## The data:
***

//! Microphone capture engine
//!
//! The input device is owned by a dedicated OS thread that acquires it and
//! performs the blocking reads. `start` only spawns that thread; the
//! outcome of acquisition arrives later as [`CaptureEvent::Started`] or
//! [`CaptureEvent::Failed`], so the caller never waits on a device or an
//! access prompt. The engine publishes [`CaptureState`] on a watch channel;
//! the thread forwards frames only while recording, drops them while
//! paused, and releases the device once it is retired.
//!
//! Frames are headerless 16-bit little-endian mono PCM at [`SAMPLE_RATE`].
//! The transcription service has to be configured for raw linear PCM at
//! that rate; it is not sent a container format.

use libpulse_binding::sample::{Format, Spec};
use libpulse_binding::stream::Direction;
use libpulse_simple_binding::Simple;
use std::sync::atomic::{AtomicBool, Ordering};
use std::sync::Arc;
use std::time::Duration;
use tokio::sync::{mpsc, watch};
use tracing::{debug, error, info, warn};

/// Capture sample rate (mono, S16LE).
pub const SAMPLE_RATE: u32 = 16_000;

/// Consecutive read failures after which the device is considered lost.
const MAX_READ_FAILURES: u32 = 10;

#[derive(Debug, Clone, Copy, PartialEq, Eq)]
pub enum CaptureState {
    Idle,
    /// Waiting for the device to be acquired
    Starting,
    Recording,
    Paused,
}

/// One fixed-duration slice of captured audio.
#[derive(Debug, Clone, PartialEq, Eq)]
pub struct AudioFrame {
    /// Position in capture order
    pub seq: u64,
    /// 16-bit little-endian PCM
    pub pcm: Vec<u8>,
}

#[derive(Debug, Clone, PartialEq, Eq)]
pub enum CaptureEvent {
    /// The device was acquired and recording began
    Started,
    Frame(AudioFrame),
    /// The device could not be acquired or stopped delivering audio;
    /// capture is idle again
    Failed(String),
}

#[derive(Debug, thiserror::Error)]
pub enum CaptureError {
    #[error("Microphone access denied: {0}")]
    DeviceDenied(String),

    #[error("Audio device unavailable: {0}")]
    DeviceUnavailable(String),

    #[error("Read error: {0}")]
    Read(String),

    #[error("Capture thread error: {0}")]
    Thread(String),
}

/// An acquired input device.
pub trait InputDevice {
    /// Block until `buf` is filled with the next frame.
    fn read_frame(&mut self, buf: &mut [u8]) -> Result<(), CaptureError>;
}

/// Source of input devices. `acquire` runs on the capture thread and is
/// where access prompts and device errors happen.
pub trait DeviceProvider: Send + Sync {
    fn acquire(&self) -> Result<Box<dyn InputDevice>, CaptureError>;
}

/// PulseAudio record streams via the simple API.
#[derive(Debug, Clone)]
pub struct PulseDevices {
    app_name: String,
    device: Option<String>,
}

impl PulseDevices {
    pub fn new(app_name: &str, device: Option<String>) -> Self {
        Self {
            app_name: app_name.to_string(),
            device,
        }
    }
}

struct PulseInput {
    simple: Simple,
}

impl InputDevice for PulseInput {
    fn read_frame(&mut self, buf: &mut [u8]) -> Result<(), CaptureError> {
        self.simple
            .read(buf)
            .map_err(|e| CaptureError::Read(ToString::to_string(&e)))
    }
}

impl DeviceProvider for PulseDevices {
    fn acquire(&self) -> Result<Box<dyn InputDevice>, CaptureError> {
        let spec = Spec {
            format: Format::S16le,
            channels: 1,
            rate: SAMPLE_RATE,
        };
        if !spec.is_valid() {
            return Err(CaptureError::DeviceUnavailable("invalid sample spec".into()));
        }

        info!("🎤 Opening PulseAudio source {:?}", self.device.as_deref().unwrap_or("<default>"));
        let simple = Simple::new(
            None,                   // default server
            &self.app_name,         // application name
            Direction::Record,
            self.device.as_deref(), // None = default source
            "microphone",           // stream description
            &spec,
            None, // default channel map
            None, // default buffering
        )
        .map_err(|e| {
            let msg = ToString::to_string(&e);
            // PulseAudio reports a refused client as an access error
            if msg.to_lowercase().contains("access") {
                CaptureError::DeviceDenied(msg)
            } else {
                CaptureError::DeviceUnavailable(msg)
            }
        })?;

        Ok(Box::new(PulseInput { simple }))
    }
}

/// Number of bytes in one S16LE mono frame of `duration`.
pub fn frame_bytes(sample_rate: u32, duration: Duration) -> usize {
    let samples = (sample_rate as u128 * duration.as_millis() / 1000) as usize;
    samples.max(1) * 2
}

pub struct CaptureEngine {
    provider: Arc<dyn DeviceProvider>,
    frame_bytes: usize,
    control: Arc<watch::Sender<CaptureState>>,
    events: mpsc::UnboundedSender<CaptureEvent>,
    /// Retirement flag of the current capture thread
    worker: Option<Arc<AtomicBool>>,
}

impl CaptureEngine {
    /// Create an idle engine. Frames and lifecycle events arrive on the
    /// returned receiver.
    pub fn new(
        provider: Arc<dyn DeviceProvider>,
        frame_duration: Duration,
        sample_rate: u32,
    ) -> (Self, mpsc::UnboundedReceiver<CaptureEvent>) {
        let (control, _) = watch::channel(CaptureState::Idle);
        let (events, events_rx) = mpsc::unbounded_channel();
        let engine = Self {
            provider,
            frame_bytes: frame_bytes(sample_rate, frame_duration),
            control: Arc::new(control),
            events,
            worker: None,
        };
        (engine, events_rx)
    }

    pub fn state(&self) -> CaptureState {
        *self.control.borrow()
    }

    pub fn subscribe(&self) -> watch::Receiver<CaptureState> {
        self.control.subscribe()
    }

    /// Start or resume capture. A paused engine resumes on the same device
    /// handle at once; an idle one moves to `Starting` and acquires the
    /// device on a fresh thread. Only a failure to spawn that thread is
    /// returned here.
    pub fn start(&mut self) -> Result<(), CaptureError> {
        match self.state() {
            CaptureState::Recording | CaptureState::Starting => return Ok(()),
            CaptureState::Paused => {
                info!("🎤 Resuming capture");
                self.control.send_replace(CaptureState::Recording);
                return Ok(());
            }
            CaptureState::Idle => {}
        }

        self.retire_worker();
        let retired = Arc::new(AtomicBool::new(false));
        self.control.send_replace(CaptureState::Starting);

        let provider = self.provider.clone();
        let control = self.control.clone();
        let events = self.events.clone();
        let frame_bytes = self.frame_bytes;
        let flag = retired.clone();

        let spawned = std::thread::Builder::new()
            .name("talkback-capture".into())
            .spawn(move || capture_thread(provider, control, events, frame_bytes, flag));
        if let Err(e) = spawned {
            self.control.send_replace(CaptureState::Idle);
            return Err(CaptureError::Thread(e.to_string()));
        }

        debug!("🎤 Acquiring input device");
        self.worker = Some(retired);
        Ok(())
    }

    /// Halt frame emission but keep the device.
    pub fn pause(&mut self) {
        let paused = self.control.send_if_modified(|state| {
            if *state != CaptureState::Recording {
                return false;
            }
            *state = CaptureState::Paused;
            true
        });
        if paused {
            info!("⏸️ Pausing capture");
        }
    }

    /// Halt frame emission and release the device. Also cancels an
    /// acquisition still in progress.
    pub fn stop(&mut self) {
        if self.state() != CaptureState::Idle {
            info!("⏹️ Stopping capture");
        }
        // the thread exits after its current read; the in-flight frame is dropped
        self.retire_worker();
    }

    fn retire_worker(&mut self) {
        let worker = self.worker.take();
        self.control.send_modify(|state| {
            if let Some(retired) = &worker {
                retired.store(true, Ordering::SeqCst);
            }
            *state = CaptureState::Idle;
        });
    }
}

impl Drop for CaptureEngine {
    fn drop(&mut self) {
        self.retire_worker();
    }
}

/// Set `next` unless this thread has been retired. Runs under the watch
/// lock, so it cannot interleave with a retirement.
fn set_if_current(
    control: &watch::Sender<CaptureState>,
    retired: &AtomicBool,
    next: CaptureState,
) -> bool {
    control.send_if_modified(|state| {
        if retired.load(Ordering::SeqCst) {
            return false;
        }
        *state = next;
        true
    })
}

fn capture_thread(
    provider: Arc<dyn DeviceProvider>,
    control: Arc<watch::Sender<CaptureState>>,
    events: mpsc::UnboundedSender<CaptureEvent>,
    frame_bytes: usize,
    retired: Arc<AtomicBool>,
) {
    let mut device = match provider.acquire() {
        Ok(device) => device,
        Err(e) => {
            warn!("Capture could not start: {}", e);
            if set_if_current(&control, &retired, CaptureState::Idle) {
                let _ = events.send(CaptureEvent::Failed(e.to_string()));
            }
            return;
        }
    };

    if !set_if_current(&control, &retired, CaptureState::Recording) {
        debug!("Capture stopped while the device was being acquired");
        return;
    }
    info!("🎤 Capture started ({} byte frames)", frame_bytes);
    if events.send(CaptureEvent::Started).is_err() {
        set_if_current(&control, &retired, CaptureState::Idle);
        return;
    }

    let mut seq = 0u64;
    let mut failures = 0u32;
    while !retired.load(Ordering::SeqCst) {
        let mut pcm = vec![0u8; frame_bytes];
        if let Err(e) = device.read_frame(&mut pcm) {
            failures += 1;
            warn!("Audio read error ({}/{}): {}", failures, MAX_READ_FAILURES, e);
            if failures >= MAX_READ_FAILURES {
                error!("❌ Input device lost");
                if set_if_current(&control, &retired, CaptureState::Idle) {
                    let _ = events.send(CaptureEvent::Failed(e.to_string()));
                }
                break;
            }
            continue;
        }
        failures = 0;

        // re-check after the blocking read; stopping never flushes
        if retired.load(Ordering::SeqCst) {
            break;
        }
        if *control.borrow() != CaptureState::Recording {
            continue;
        }

        let frame = AudioFrame { seq, pcm };
        seq += 1;
        if events.send(CaptureEvent::Frame(frame)).is_err() {
            set_if_current(&control, &retired, CaptureState::Idle);
            break;
        }
    }

    drop(device);
    debug!("Capture thread released the device");
}
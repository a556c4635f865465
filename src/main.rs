//! Talkback - spoken conversation with a remote dialogue backend
//!
//! Streams microphone audio to a transcription service, sends each finished
//! utterance with the conversation log to a dialogue service, and plays the
//! synthesized reply as it arrives.
//!
//! Controls (stdin): Enter toggles listening, `p` pauses, `r` resets the
//! conversation, `q` quits.

#![forbid(unsafe_code)]

use anyhow::{Context, Result};
use std::io::Write;
use std::time::Duration;
use talkback::capture::CaptureState;
use talkback::connection::ChannelState;
use talkback::history::Role;
use talkback::{Command, Session, SessionConfig, SessionUpdate};
use tokio::io::{AsyncBufReadExt, BufReader};
use tokio::sync::mpsc;
use tracing::{info, warn};
use tracing_subscriber::EnvFilter;

const CONNECT_WAIT: Duration = Duration::from_secs(5);

#[tokio::main]
async fn main() -> Result<()> {
    tracing_subscriber::fmt()
        .with_env_filter(EnvFilter::try_from_default_env().unwrap_or_else(|_| EnvFilter::new("info")))
        .init();
    info!("Starting talkback");

    let config = SessionConfig::from_env().context("Failed to read configuration")?;
    info!("📡 Transcription: {}", config.transcription_url);
    info!("📡 Dialogue: {}", config.dialogue_url);

    let (session, mut updates) = Session::open_default(&config).context("Failed to open session")?;
    for message in session.history() {
        print_message(message.role, &message.content);
    }

    match tokio::time::timeout(CONNECT_WAIT, session.wait_ready()).await {
        Ok((ChannelState::Open, ChannelState::Open)) => info!("✅ Both channels open"),
        Ok((stt, dialogue)) => warn!("Channels not ready: transcription {:?}, dialogue {:?}", stt, dialogue),
        Err(_) => warn!("⏱️ Channels still connecting after {:?}", CONNECT_WAIT),
    }

    let (commands_tx, commands_rx) = mpsc::channel(16);
    let session_task = tokio::spawn(session.run(commands_rx));

    // Print updates
    tokio::spawn(async move {
        while let Some(update) = updates.recv().await {
            render(update);
        }
    });

    println!("Press Enter to talk, p to pause, r to reset, q to quit.");
    let mut lines = BufReader::new(tokio::io::stdin()).lines();
    loop {
        tokio::select! {
            line = lines.next_line() => {
                let command = match line.context("Failed to read stdin")? {
                    Some(line) => match line.trim() {
                        "" => Command::ToggleCapture,
                        "p" => Command::PauseCapture,
                        "r" => Command::Reset,
                        "q" => Command::Shutdown,
                        other => {
                            println!("Unknown command {:?}", other);
                            continue;
                        }
                    },
                    None => Command::Shutdown,
                };
                let quit = command == Command::Shutdown;
                if commands_tx.send(command).await.is_err() || quit {
                    break;
                }
            }
            _ = tokio::signal::ctrl_c() => {
                info!("Received Ctrl-C, shutting down");
                let _ = commands_tx.send(Command::Shutdown).await;
                break;
            }
        }
    }

    session_task.await.context("Session task failed")?;
    info!("Goodbye");
    Ok(())
}

fn render(update: SessionUpdate) {
    match update {
        SessionUpdate::Pending(Some(text)) => println!("… {}", text),
        SessionUpdate::Pending(None) => {}
        SessionUpdate::Utterance(text) => {
            print_message(Role::User, &text);
            print!("🤖 ");
            let _ = std::io::stdout().flush();
        }
        SessionUpdate::ReplyChunk(text) => {
            print!("{}", text);
            let _ = std::io::stdout().flush();
        }
        SessionUpdate::Committed(message) => {
            // the reply text was already streamed; just end its line
            if message.role == Role::Assistant {
                println!();
            }
        }
        SessionUpdate::Capture(state) => match state {
            CaptureState::Starting => println!("🎤 Opening microphone…"),
            CaptureState::Recording => println!("🎤 Listening"),
            CaptureState::Paused => println!("⏸️ Paused"),
            CaptureState::Idle => println!("⏹️ Stopped"),
        },
        SessionUpdate::CaptureFailed(reason) => println!("❌ Microphone unavailable: {}", reason),
        SessionUpdate::ChannelDown { kind, state } => {
            warn!("{} channel {:?}", kind, state);
            let hint = if state == ChannelState::Errored {
                "could not reach the service"
            } else {
                "the service closed the connection"
            };
            println!("❌ {} channel down: {}. Restart to reconnect.", kind, hint);
        }
        SessionUpdate::HistoryCleared => println!("🧹 Conversation cleared"),
    }
}

fn print_message(role: Role, content: &str) {
    match role {
        Role::User => println!("🗣️ You: {}", content),
        Role::Assistant => println!("🤖 Assistant: {}", content),
    }
}
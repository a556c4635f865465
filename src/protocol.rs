//! Wire types for the two service channels
//!
//! Transcription channel: outbound frames are bare base64 text, inbound
//! messages are JSON tagged on `type`. Dialogue channel: outbound requests
//! carry the full conversation context, inbound messages are tagged on
//! `type` and carry a `status`.

use crate::history::ChatMessage;
use base64::engine::general_purpose;
use base64::Engine;
use serde::{Deserialize, Serialize};
use std::collections::VecDeque;

/// Status value the dialogue service attaches to well-formed replies.
pub const STATUS_SUCCESS: &str = "success";

/// Inbound message on the transcription channel.
#[derive(Debug, Clone, PartialEq, Eq, Deserialize)]
#[serde(tag = "type", rename_all = "snake_case")]
pub enum TranscriptionMessage {
    Transcription {
        text: String,
        #[serde(default)]
        is_final: bool,
    },
}

/// Inbound message on the dialogue channel, before status filtering.
#[derive(Debug, Clone, PartialEq, Eq, Deserialize)]
pub struct DialogueEnvelope {
    #[serde(default)]
    pub status: Option<String>,
    #[serde(flatten)]
    pub message: DialogueMessage,
}

impl DialogueEnvelope {
    /// Unwrap the payload of a successful reply. Anything else is a server
    /// side failure and yields the offending status instead.
    pub fn into_success(self) -> Result<DialogueMessage, String> {
        match self.status.as_deref() {
            Some(STATUS_SUCCESS) => Ok(self.message),
            Some(other) => Err(other.to_string()),
            None => Err("<missing>".to_string()),
        }
    }
}

/// Streamed reply events from the dialogue service.
#[derive(Debug, Clone, PartialEq, Eq, Deserialize)]
#[serde(tag = "type", rename_all = "lowercase")]
pub enum DialogueMessage {
    /// One fragment of reply text
    Chunk { text: String },
    /// One synthesized segment, base64 encoded
    Audio { audio: String },
    /// The reply is finished
    Complete,
}

/// Outbound request on the dialogue channel.
#[derive(Debug, Serialize)]
pub struct DialogueRequest {
    pub context: VecDeque<ChatMessage>,
}

/// Encode one captured frame for the transcription channel.
pub fn encode_frame(pcm: &[u8]) -> String {
    general_purpose::STANDARD.encode(pcm)
}

/// Decode a base64 audio payload from the dialogue channel.
pub fn decode_audio(data: &str) -> Result<Vec<u8>, base64::DecodeError> {
    general_purpose::STANDARD.decode(data)
}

***

Up to and including the line with "linear PCM at", print every line of the material above, starting from its first line, exactly.

## The answer:
//! Microphone capture engine
//!
//! The input device is owned by a dedicated OS thread that acquires it and
//! performs the blocking reads. `start` only spawns that thread; the
//! outcome of acquisition arrives later as [`CaptureEvent::Started`] or
//! [`CaptureEvent::Failed`], so the caller never waits on a device or an
//! access prompt. The engine publishes [`CaptureState`] on a watch channel;
//! the thread forwards frames only while recording, drops them while
//! paused, and releases the device once it is retired.
//!
//! Frames are headerless 16-bit little-endian mono PCM at [`SAMPLE_RATE`].
//! The transcription service has to be configured for raw linear PCM at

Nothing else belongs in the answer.